Wednesday, September 13, 2006


sorry about the rabbits. poetry is making me angry right now. man, watership down. what a rush. i saw it once and i think it scarred me for life. of course, never having been touched in my no-no spot as a child, the more scars i can accrue the better, right? poetic subject matter lying so thin on the ground that i have to resort to viy. or V--my universal symbol, my sin, my signifier. love, at least in poetry, truly does appear to be the great good use one person can get out of another. of course, in the case of my poetry, the "good" is purely subjective. distract from idiotishness! look at the freaky rabbits! freaky rabbits!

it's purely a literary exercise, of course, this tagging every poem back onto v. a compositional expedient, if you will. and you will, namely because "you" are me. v's the augustinian signifier--the place from which all of it springs. v makes it un-nonsense. i suppose the connection isn't entirely's possible that v was there and the world rioted, but memory's such a crap shot that i have no idea what really happened. like with proust and building the past up again, making the connections run back through time as though one's present self injected silver into a rock's veins: v is now what v once might have been, but i've got no guarantees. ergo v may or may not exist. and probably doesn't. but until further notice appears to be absolutely necessary if i don't want to spend my time meandering around with capulets and ice-plants...

i guess to retreat further and further into the object in the manner of petrarch according to that article, especially when the object is barely distinguishable from the self---i need to look into stuff more thoroughly. sorry.

and i just get so angry.

viy again


there is a thing inside it.
i cannot hide it.

the edge of days

sky red
like hot lead.
the seeking
dark comes
hey down-a
the rocks and
the stones

the lingerer

spring comes
into the dirt.
i want to plough
your face
into the ground
and regrow you.

i want to
split real stones
and find you,

to pull apart
the dahlia head
petal by

to find you lingering,
my lingerer.

to find you,

my nothing,

my sweet signifier.

Saturday, September 09, 2006

acc. to stein

a little monkey

is like

a little donkey.

the great good use

after that carmen senior seminar, i have to say that looking at gounod's romeo et juliette avec soustitres (heh...that may or may not mean "subtitles" in french--it's okay to show off if you look like a freaking ass) was pretty awesome. it put the lotion on the skin. and now i will tell you why.
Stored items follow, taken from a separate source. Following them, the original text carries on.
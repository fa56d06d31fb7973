//! Structured logging with credential redaction.
//!
//! Bearer tokens and ID tokens must never reach a log sink or the audit
//! trail in clear text. [`SensitiveFieldRedactor`] masks them by key name
//! and by value shape.

use regex::Regex;
use serde::Deserialize;
use std::collections::HashMap;
use std::sync::OnceLock;
use tracing_subscriber::{fmt, layer::SubscriberExt, util::SubscriberInitExt, EnvFilter, Layer};

use crate::config::ObservabilityConfig;

static REDACTOR: OnceLock<SensitiveFieldRedactor> = OnceLock::new();

/// JWT compact serialization: three base64url segments, header starts with `{"`.
const JWT_PATTERN: &str = r"eyJ[a-zA-Z0-9_-]+\.[a-zA-Z0-9_-]+\.[a-zA-Z0-9_-]*";
const BEARER_PATTERN: &str = r"(?i)bearer\s+[a-zA-Z0-9._~+/-]+=*";

#[derive(Debug, Clone, Deserialize)]
pub struct LoggingConfig {
    /// `EnvFilter` directive, e.g. `info` or `access_core=debug`
    #[serde(default = "default_log_level")]
    pub level: String,

    #[serde(default)]
    pub format: LogFormat,

    /// Extra per-module directives
    #[serde(default)]
    pub module_levels: HashMap<String, String>,

    #[serde(default = "default_true")]
    pub include_location: bool,

    #[serde(default = "default_true")]
    pub include_target: bool,

    #[serde(default)]
    pub redaction: RedactionConfig,
}

impl Default for LoggingConfig {
    fn default() -> Self {
        Self {
            level: default_log_level(),
            format: LogFormat::default(),
            module_levels: HashMap::new(),
            include_location: true,
            include_target: true,
            redaction: RedactionConfig::default(),
        }
    }
}

impl From<&ObservabilityConfig> for LoggingConfig {
    fn from(observability: &ObservabilityConfig) -> Self {
        Self {
            level: observability.log_level.clone(),
            format: if observability.json_logging {
                LogFormat::Json
            } else {
                LogFormat::Pretty
            },
            ..Self::default()
        }
    }
}

#[derive(Debug, Clone, Copy, Default, Deserialize, PartialEq, Eq)]
#[serde(rename_all = "lowercase")]
pub enum LogFormat {
    #[default]
    Json,
    Pretty,
    /// Single line, used by the CLI
    Compact,
}

#[derive(Debug, Clone, Deserialize)]
pub struct RedactionConfig {
    #[serde(default = "default_true")]
    pub enabled: bool,

    /// Field names whose values are always masked (case-insensitive substring)
    #[serde(default = "default_sensitive_keys")]
    pub sensitive_keys: Vec<String>,

    /// Regexes masked wherever they appear inside a value
    #[serde(default = "default_value_patterns")]
    pub value_patterns: Vec<String>,

    #[serde(default = "default_replacement")]
    pub replacement: String,
}

impl Default for RedactionConfig {
    fn default() -> Self {
        Self {
            enabled: true,
            sensitive_keys: default_sensitive_keys(),
            value_patterns: default_value_patterns(),
            replacement: default_replacement(),
        }
    }
}

fn default_log_level() -> String {
    std::env::var("RUST_LOG").unwrap_or_else(|_| "info".to_string())
}

fn default_true() -> bool {
    true
}

fn default_replacement() -> String {
    "[REDACTED]".to_string()
}

fn default_sensitive_keys() -> Vec<String> {
    ["password", "secret", "credential", "id_token", "access_token", "refresh_token", "authorization", "bearer"]
        .into_iter()
        .map(String::from)
        .collect()
}

fn default_value_patterns() -> Vec<String> {
    vec![JWT_PATTERN.to_string(), BEARER_PATTERN.to_string()]
}

// ═══════════════════════════════════════════════════════════════════════════════
// Redaction
// ═══════════════════════════════════════════════════════════════════════════════

#[derive(Debug, Clone)]
pub struct SensitiveFieldRedactor {
    keys: Vec<String>,
    patterns: Vec<Regex>,
    replacement: String,
    enabled: bool,
}

impl SensitiveFieldRedactor {
    /// Patterns that fail to compile are skipped with a warning.
    pub fn new(config: &RedactionConfig) -> Self {
        let patterns = config
            .value_patterns
            .iter()
            .filter_map(|p| {
                Regex::new(p)
                    .map_err(|e| tracing::warn!(pattern = %p, error = %e, "invalid redaction pattern"))
                    .ok()
            })
            .collect();

        Self {
            keys: config.sensitive_keys.iter().map(|k| k.to_lowercase()).collect(),
            patterns,
            replacement: config.replacement.clone(),
            enabled: config.enabled,
        }
    }

    pub fn global() -> &'static SensitiveFieldRedactor {
        REDACTOR.get_or_init(|| SensitiveFieldRedactor::new(&RedactionConfig::default()))
    }

    pub fn is_sensitive_key(&self, field_name: &str) -> bool {
        let lower = field_name.to_lowercase();
        self.enabled && self.keys.iter().any(|k| lower.contains(k.as_str()))
    }

    pub fn redact_value(&self, value: &str) -> String {
        if !self.enabled {
            return value.to_string();
        }
        self.patterns.iter().fold(value.to_string(), |acc, re| {
            re.replace_all(&acc, self.replacement.as_str()).into_owned()
        })
    }

    /// Scrub a JSON document in place: values under sensitive keys are
    /// replaced wholesale, every other string is scrubbed by value pattern.
    ///
    /// `token_hash` is not a sensitive key; its value is already non-reversible.
    pub fn redact_json_values(&self, value: &mut serde_json::Value) {
        if !self.enabled {
            return;
        }
        match value {
            serde_json::Value::String(s) => {
                let redacted = self.redact_value(s);
                if redacted != *s {
                    *s = redacted;
                }
            }
            serde_json::Value::Array(items) => items.iter_mut().for_each(|item| self.redact_json_values(item)),
            serde_json::Value::Object(map) => {
                for (key, item) in map.iter_mut() {
                    if self.is_sensitive_key(key) {
                        *item = serde_json::Value::String(self.replacement.clone());
                    } else {
                        self.redact_json_values(item);
                    }
                }
            }
            _ => {}
        }
    }
}

// ═══════════════════════════════════════════════════════════════════════════════
// Subscriber
// ═══════════════════════════════════════════════════════════════════════════════

/// Install the global subscriber and redactor. Call once per process.
///
/// In `development` a JSON format falls back to pretty output.
pub fn init_logging(config: &LoggingConfig, environment: &str) -> anyhow::Result<()> {
    let _ = REDACTOR.set(SensitiveFieldRedactor::new(&config.redaction));

    let mut filter = EnvFilter::try_new(&config.level)?;
    for (module, level) in &config.module_levels {
        filter = filter.add_directive(format!("{}={}", module, level).parse()?);
    }

    let format = match config.format {
        LogFormat::Json if environment == "development" => LogFormat::Pretty,
        other => other,
    };

    let base = fmt::layer()
        .with_file(config.include_location)
        .with_line_number(config.include_location)
        .with_target(config.include_target);

    let fmt_layer = match format {
        LogFormat::Json => base.json().boxed(),
        LogFormat::Pretty => base.pretty().boxed(),
        LogFormat::Compact => base.compact().boxed(),
    };

    tracing_subscriber::registry().with(filter).with(fmt_layer).try_init()?;
    Ok(())
}
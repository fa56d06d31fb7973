//! Configuration management.

use serde::Deserialize;
use std::collections::HashMap;
use std::time::Duration;

/// Main application configuration.
#[derive(Debug, Clone, Deserialize)]
pub struct Config {
    /// Database configuration
    pub database: DatabaseConfig,

    /// Redis configuration
    #[serde(default)]
    pub redis: RedisConfig,

    /// Token blacklist configuration
    #[serde(default)]
    pub blacklist: BlacklistConfig,

    /// OIDC identity provider configuration
    #[serde(default)]
    pub oidc: OidcConfig,

    /// Audit trail configuration
    #[serde(default)]
    pub audit: AuditConfig,

    /// Observability configuration
    #[serde(default)]
    pub observability: ObservabilityConfig,
}

#[derive(Debug, Clone, Deserialize)]
pub struct DatabaseConfig {
    /// PostgreSQL connection URL
    pub url: String,

    /// Maximum number of connections
    #[serde(default = "default_max_connections")]
    pub max_connections: u32,

    /// Minimum number of connections
    #[serde(default = "default_min_connections")]
    pub min_connections: u32,

    /// Pool acquire timeout
    #[serde(default = "default_connect_timeout", with = "humantime_serde")]
    pub connect_timeout: Duration,

    /// Apply pending migrations on connect
    #[serde(default = "default_run_migrations")]
    pub run_migrations: bool,
}

#[derive(Debug, Clone, Deserialize)]
pub struct RedisConfig {
    /// Redis connection URL
    #[serde(default = "default_redis_url")]
    pub url: String,

    /// Connection pool size
    #[serde(default = "default_redis_pool_size")]
    pub pool_size: u32,
}

impl Default for RedisConfig {
    fn default() -> Self {
        Self {
            url: default_redis_url(),
            pool_size: default_redis_pool_size(),
        }
    }
}

#[derive(Debug, Clone, Deserialize)]
pub struct BlacklistConfig {
    /// Maximum lifetime of an access token; blacklist entries never live longer
    #[serde(default = "default_token_max_lifetime", with = "humantime_serde")]
    pub token_max_lifetime: Duration,

    /// Cache key prefix for blacklisted token hashes
    #[serde(default = "default_blacklist_prefix")]
    pub key_prefix: String,
}

impl Default for BlacklistConfig {
    fn default() -> Self {
        Self {
            token_max_lifetime: default_token_max_lifetime(),
            key_prefix: default_blacklist_prefix(),
        }
    }
}

#[derive(Debug, Clone, Deserialize)]
pub struct OidcConfig {
    /// Upper bound on any single identity provider round trip
    #[serde(default = "default_oidc_timeout", with = "humantime_serde")]
    pub request_timeout: Duration,

    /// Registered providers keyed by name
    #[serde(default)]
    pub providers: HashMap<String, OidcProviderConfig>,
}

impl Default for OidcConfig {
    fn default() -> Self {
        Self {
            request_timeout: default_oidc_timeout(),
            providers: HashMap::new(),
        }
    }
}

#[derive(Debug, Clone, Deserialize)]
pub struct OidcProviderConfig {
    pub client_id: String,

    /// RP-initiated logout endpoint
    pub end_session_endpoint: String,
}

#[derive(Debug, Clone, Deserialize)]
pub struct AuditConfig {
    /// Default retention used by the cleanup command
    #[serde(default = "default_retention_days")]
    pub retention_days: i64,

    /// Page size when a query does not set one
    #[serde(default = "default_page_size")]
    pub default_page_size: usize,

    /// Hard cap on rows returned by an export
    #[serde(default = "default_max_export_records")]
    pub max_export_records: usize,

    /// Record an audit entry for every permission check
    #[serde(default = "default_record_permission_checks")]
    pub record_permission_checks: bool,
}

impl Default for AuditConfig {
    fn default() -> Self {
        Self {
            retention_days: default_retention_days(),
            default_page_size: default_page_size(),
            max_export_records: default_max_export_records(),
            record_permission_checks: default_record_permission_checks(),
        }
    }
}

#[derive(Debug, Clone, Deserialize)]
pub struct ObservabilityConfig {
    /// Log level
    #[serde(default = "default_log_level")]
    pub log_level: String,

    /// Enable JSON logging
    #[serde(default = "default_json_logging")]
    pub json_logging: bool,

    /// Install the Prometheus recorder
    #[serde(default)]
    pub metrics_enabled: bool,
}

impl Default for ObservabilityConfig {
    fn default() -> Self {
        Self {
            log_level: default_log_level(),
            json_logging: default_json_logging(),
            metrics_enabled: false,
        }
    }
}

// Default value functions
fn default_max_connections() -> u32 { 20 }
fn default_min_connections() -> u32 { 2 }
fn default_connect_timeout() -> Duration { Duration::from_secs(5) }
fn default_run_migrations() -> bool { true }
fn default_redis_url() -> String { "redis://localhost:6379".to_string() }
fn default_redis_pool_size() -> u32 { 10 }
fn default_token_max_lifetime() -> Duration { Duration::from_secs(15 * 60) }
fn default_blacklist_prefix() -> String { "blacklist:".to_string() }
fn default_oidc_timeout() -> Duration { Duration::from_secs(10) }
fn default_retention_days() -> i64 { 90 }
fn default_page_size() -> usize { 50 }
fn default_max_export_records() -> usize { 100_000 }
fn default_record_permission_checks() -> bool { true }
fn default_log_level() -> String { "info".to_string() }
fn default_json_logging() -> bool { true }

impl Config {
    /// Load configuration from the environment (`ACCESS__SECTION__KEY`).
    pub fn load() -> anyhow::Result<Self> {
        let _ = dotenvy::dotenv();

        let config = config::Config::builder()
            .add_source(config::Environment::with_prefix("ACCESS").separator("__"))
            .build()?;

        let cfg: Config = config.try_deserialize()?;
        Ok(cfg)
    }

    /// Load from a specific file path, with environment overrides.
    pub fn from_file(path: &str) -> anyhow::Result<Self> {
        let config = config::Config::builder()
            .add_source(config::File::with_name(path))
            .add_source(config::Environment::with_prefix("ACCESS").separator("__"))
            .build()?;

        let cfg: Config = config.try_deserialize()?;
        Ok(cfg)
    }
}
without having the skills of a leicester, i can yet pick up on a few of the things his viewpoint might dictate, or what i learned as his viewpoint has to me dictated. the insertion (the fairly forcible insertion) of god into the original shakespeare is...well, it brings up interesting stuff. like, i think most of the characters, especially juliette and the friar, are replacing their own issues, desires, and unknowns with god. for the most part this doesn't make them the least bit less sympathetic, especially juliette--it seems to me that opera-juliette's obsession with bringing god into everything is an obliquely strong method of replacing the more word-consuming character subtleties in the play-juliet.

one thing i think that setting words to music does is accentuate the awkwardness of how meaning sits on top of language, or how language sits on top of the body. (body body body! i am sorry-sorry!) in the gounod, it seems that at times the two actually go head-to-head, as in the bedroom scene: i watched it without knowing what they were saying, though having a vague idea, based on the staging, some idea of the play, and the music, of what they ought to be saying, for at least a week, before watching it with subtitles, and i was pretty surprised by what they actually were saying. there's this beautiful, tender, not-languid-but-liquid-sorta music going on under the singing--the vocal lines are doing that thing (i think--i ought to pay more attention) where they sort of weave in and out of the orchestral music almost as afterthoughts, and it turns out that what juliette opens the scene with is recontextualized material from the play dealing with the subject of tybalt. it's basically the thing she says to the nurse, " should i be something-something he who is my husband?" except put into the post-coital scene and addressed to romeo. i mean, WHAT?? (unless this was in the original bedroom scene and i just don't remember it. curse you, shoddy memory and laziness!)

but it works, because the portrayal the librettist puts to juliette is one of an extremely intelligent, articulate and quick-witted girl who at the same time is completely cut off within her own subjectivity when it comes to, you know, "desire" (and that in itself is a definite stand-in--who knows if it's desire?). she doesn't know what the manners are in love--literally, she doesn't know the language, the word-objects which will stand in for the things she wants to express; she doesn't know how to say what she wants, what she expects of herself or him or society. so she borrows a language and a signifier that she understands--she re-appropriates god to express her passion and her fears, her whole comprehension of her situation. the play-juliet, as far as i remember, doesn't do something so...not simple, but--encapsulateable (improperly by my lazy ass)--but the magnitude of her challenge is on a similar (or not un-equivalent) level.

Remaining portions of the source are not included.